After what seemed like a never-ending nap, an individual who will not be named was transferred to Our Lady of Lourdes Regional Medical Center in Lafayette, Louisiana, where she spent the last nineteen days of her life. Her family, including her husband and three children, brought a medical malpractice case against her treating and diagnosing physicians as well as their insurance carrier. After a grant of summary judgment and a denied motion to continue, the decedent’s family followed with an appeal against the treating neurologist, Dr. Steven Snatic, and his medical malpractice insurance provider, Louisiana Medical Mutual Insurance Company (hereinafter “LAMMICO”), claiming the denial of appropriate care, misdiagnosis and resultant death. Upon further analysis of the underlying issues, the court reversed the grant of summary judgment and the matter was remanded to the trial court.

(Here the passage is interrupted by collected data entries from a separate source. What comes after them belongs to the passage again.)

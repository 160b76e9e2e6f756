use crate::input::LoadError;
use std::io;
use std::path::PathBuf;
use thiserror::Error;

/// Process exit statuses, one per failure class.
pub mod exit_code {
    pub const SUCCESS: i32 = 0;
    pub const IO: i32 = 1;
    pub const NOT_FOUND: i32 = 2;
    pub const INVALID_ENCODING: i32 = 3;
    pub const DOCUMENT: i32 = 4;
    pub const OUTPUT_OPEN: i32 = 5;
}

#[derive(Error, Debug)]
pub enum AppError {
    #[error(transparent)]
    Load(#[from] LoadError),

    #[error("Cannot open output file '{}': {source}", .path.display())]
    OutputOpen { path: PathBuf, source: io::Error },

    #[error("Failed to write output: {0}")]
    Write(#[source] io::Error),
}

impl AppError {
    pub fn exit_code(&self) -> i32 {
        match self {
            AppError::Load(LoadError::FileNotFound(_)) => exit_code::NOT_FOUND,
            AppError::Load(LoadError::InvalidEncoding { .. }) => exit_code::INVALID_ENCODING,
            AppError::Load(LoadError::PdfParse(_) | LoadError::EpubParse(_)) => exit_code::DOCUMENT,
            AppError::Load(LoadError::Io { .. }) => exit_code::IO,
            AppError::OutputOpen { .. } => exit_code::OUTPUT_OPEN,
            AppError::Write(_) => exit_code::IO,
        }
    }
}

An expert witness testified to the medical review panel that the decedent was properly diagnosed and treated, despite the fact that she was treated for a condition she did not have. The basis for this argument was that the treatment for the misdiagnosis of cryptococcal meningitis was supportive for her true condition, cerebritis. Simply stated, this is a bit like saying if you have a headache and take an aspirin, which happens to also cure the pain in your back, then you’re covered. While this seems to be a difficult legal argument, the expert explained that because the decedent had lupus, it was difficult to make an accurate diagnosis.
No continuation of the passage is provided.